The circulation of air borne oceanic constituents is discussed to the extent available data permit. From data on sea salt particles in the atmosphere and their fall rate it is estimated that they are produced at a rate of the order of magnitude 1000 million tons a year over the ocean areas. About 90 per cent of this is precipitated over the oceans, the rest is carried into continents and is brought back to the sea in rivers. The estimated residence time for sea salt particles in the atmosphere is only a few days, higher for smaller particles, which lose their identity through coalescence, and lower for larger particles, lost by rainout or fallout. From the rate of production of sea salt particles in breaking waves it is concluded that about 0.3 per cent of the ocean areas is covered by breaking waves. On land the residence time of sea salt may vary from a few years in peripherally, drained humid areas to thousands of years in arid areas or areas without peripheral run-off.
Geochemical balance computations indicate that a major part of the sulfur in the atmosphere is of oceanic origin but does not originate as chloride through spray emitted from breaking waves. Of chemical reactions taking place in the atmosphere between sea salt constituents the release of HCl from sea salt particles due to absorption of oxidized sulfur dioxide seems to be quantitatively important and mainly responsible for variations in the Cl/Na ratio in precipitation. The deposition of chloride in precipitation over continents shows nicely the main areas of inflow of maritime air. Dry deposition of sea salt components seems to be an important process. The rate of which these constituents are carried to the ground from the air is about 1–2 cm per second, a figure concordant with the turbulent nature of air close to the ground.

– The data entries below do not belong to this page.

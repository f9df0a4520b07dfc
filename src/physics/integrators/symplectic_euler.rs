//! Symplectic Euler integration method
//!
//! The simplest symplectic integrator. Despite its first-order accuracy, it
//! keeps the energy error bounded where explicit Euler lets it grow without
//! limit.

use super::{Integrator, drift, kick};
use crate::math::{Field, LinearSpace};
use crate::physics::hamiltonian::Hamiltonian;

/// Symplectic Euler integrator (also known as semi-implicit Euler)
///
/// # Algorithm
///
/// Momentum first, then position with the updated momentum:
///
/// ```text
/// Stage 1: Kick by a full step
///   p(t+τ) = p(t) − τ·dV/dq(q(t))
///
/// Stage 2: Drift by a full step using the NEW momentum
///   q(t+τ) = q(t) + τ·dT/dp(p(t+τ))
/// ```
///
/// # Mathematical Properties
///
/// - **Order of accuracy**: O(τ) local truncation error
/// - **Force evaluations**: 1 per step
/// - **Time-reversible**: No
/// - **Energy**: bounded oscillation, no secular drift
///
/// Also called Euler-Cromer. It is not a valid base for triple-jump
/// composition, since only time-symmetric methods gain two orders per level.
#[derive(Debug, Clone, Copy)]
pub struct SymplecticEuler<H> {
    hamiltonian: H,
}

impl<H> SymplecticEuler<H> {
    pub fn new(hamiltonian: H) -> Self {
        Self { hamiltonian }
    }
}

impl<F, S, H> Integrator<F, S> for SymplecticEuler<H>
where
    F: Field,
    S: LinearSpace<F>,
    H: Hamiltonian<S> + Send + Sync,
{
    fn step(&self, q: S, p: S, tau: F) -> (S, S) {
        let (q, p) = kick(&self.hamiltonian, tau, q, p);
        drift(&self.hamiltonian, tau, q, p)
    }

    fn name(&self) -> &str {
        "symplectic_euler"
    }

    fn convergence_order(&self) -> usize {
        1
    }
}

#[cfg(test)]
mod tests {
    use super::*;
    use crate::physics::hamiltonian::SplitHamiltonian;
    use glam::DVec3;

    #[test]
    fn test_symplectic_euler_simple_step() {
        // Constant downward force, unit-mass kinetic term.
        let gravity = SplitHamiltonian::new(
            |_: &DVec3| DVec3::new(0.0, 0.0, 9.81),
            |p: &DVec3| *p,
        );
        let integrator = SymplecticEuler::new(gravity);

        let q = DVec3::new(1.0, 0.0, 0.0);
        let p = DVec3::new(0.0, 1.0, 0.0);
        let (q, p) = integrator.step(q, p, 0.01);

        assert!((p - DVec3::new(0.0, 1.0, -0.0981)).length() < 1e-12);
        // Position uses the updated momentum.
        assert!((q.y - 0.01).abs() < 1e-12);
        assert!((q.z + 0.000981).abs() < 1e-12);
    }

    #[test]
    fn test_energy_stays_bounded() {
        let spring = SplitHamiltonian::new(|q: &f64| *q, |p: &f64| *p);
        let integrator = SymplecticEuler::new(spring);

        let (mut q, mut p) = (1.0_f64, 0.0_f64);
        let initial_energy = 0.5;
        let mut max_error = 0.0_f64;
        for _ in 0..10_000 {
            (q, p) = integrator.step(q, p, 0.01);
            let energy = 0.5 * (q * q + p * p);
            max_error = max_error.max((energy - initial_energy).abs() / initial_energy);
        }

        assert!(max_error < 0.02, "Energy error too large: {max_error}");
    }

    #[test]
    fn test_properties() {
        let integrator = SymplecticEuler::new(SplitHamiltonian::new(|q: &f64| *q, |p: &f64| *p));
        assert_eq!(Integrator::<f64, f64>::name(&integrator), "symplectic_euler");
        assert_eq!(Integrator::<f64, f64>::convergence_order(&integrator), 1);
    }
}
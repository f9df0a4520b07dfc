//! Root finding and integer powers over an arbitrary [`Field`]
//!
//! Both routines exist to compute triple-jump coefficients at build time, so
//! they favour reproducibility over speed: Newton's method always runs a
//! fixed number of iterations, and the result is only checked afterwards.

use super::field::Field;
use crate::error::{IntegratorError, Result};
use std::collections::HashMap;

/// Fixed number of Newton iterations used by every build-time solver
pub const NEWTON_ITERATIONS: usize = 100;

/// Multiple of the field epsilon a solved residual may not exceed
pub(crate) const CONVERGENCE_SLACK: i64 = 1024;

/// Principal real `k`-th root of a positive `x`
///
/// Runs `y ← ((k−1)·y + x / y^(k−1)) / k` exactly [`NEWTON_ITERATIONS`] times
/// starting from `y = x`. There is no early exit; instead the final `y^k` is
/// compared against `x` and a residual above `1024·ε·x` is reported as
/// [`IntegratorError::NumericDivergence`].
pub fn root<F: Field>(x: F, k: u32) -> Result<F> {
    if k == 0 {
        return Err(IntegratorError::InvalidArgument(
            "root degree must be at least 1".to_string(),
        ));
    }
    if !(x > F::zero()) {
        return Err(IntegratorError::InvalidArgument(format!(
            "root is only defined for positive values, got {x}"
        )));
    }

    let degree = F::from_i64(i64::from(k));
    let lower = exponent(k - 1)?;
    let mut y = x;
    for _ in 0..NEWTON_ITERATIONS {
        let denominator = pow(y, lower)?;
        if denominator.is_zero() {
            return Err(IntegratorError::DivisionByZero("root"));
        }
        y = ((degree - F::one()) * y + x / denominator) / degree;
    }

    let residual = (pow(y, exponent(k)?)? - x).abs();
    let tolerance = F::epsilon() * F::from_i64(CONVERGENCE_SLACK) * x;
    if !(residual <= tolerance) {
        return Err(IntegratorError::NumericDivergence {
            operation: "root",
            residual: residual.to_f64(),
        });
    }
    Ok(y)
}

/// `x` raised to the integer power `k`
///
/// Exponentiation by squaring with a memo of already computed powers, seeded
/// with `x^0` and `x^1` and local to this call. Negative exponents return the
/// reciprocal of the positive power.
pub fn pow<F: Field>(x: F, k: i32) -> Result<F> {
    let mut cache = HashMap::from([(0, F::one()), (1, x)]);
    let magnitude = power_by_squaring(x, k.unsigned_abs(), &mut cache);
    if k >= 0 {
        return Ok(magnitude);
    }
    if magnitude.is_zero() {
        return Err(IntegratorError::DivisionByZero("pow"));
    }
    Ok(F::one() / magnitude)
}

fn power_by_squaring<F: Field>(x: F, k: u32, cache: &mut HashMap<u32, F>) -> F {
    if let Some(&known) = cache.get(&k) {
        return known;
    }

    let half = power_by_squaring(x, k / 2, cache);
    let result = if k % 2 == 0 {
        half * half
    } else {
        x * half * half
    };

    cache.insert(k, result);
    result
}

fn exponent(k: u32) -> Result<i32> {
    i32::try_from(k)
        .map_err(|_| IntegratorError::InvalidArgument(format!("exponent {k} is out of range")))
}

As for proportions of sea salt components in precipitation some fractionation processes seems to take place at the sea surface (probably involving organic matter derived from surface films). In typical maritime areas there is always an excess cations over inorganic anions suggesting association of some cations with organic acid material in precipitation. The presence of sea salt components in groundwater can be taken advantage of in the estimation of regional evaporation using chloride as an indicator. Reduction of sulfur in groundwaters can cause precipitation of calcium and magnesium, thus modifying the chemical properties of groundwaters considerably. The role of air borne sea salt components for the development and properties of soils is discussed in principle.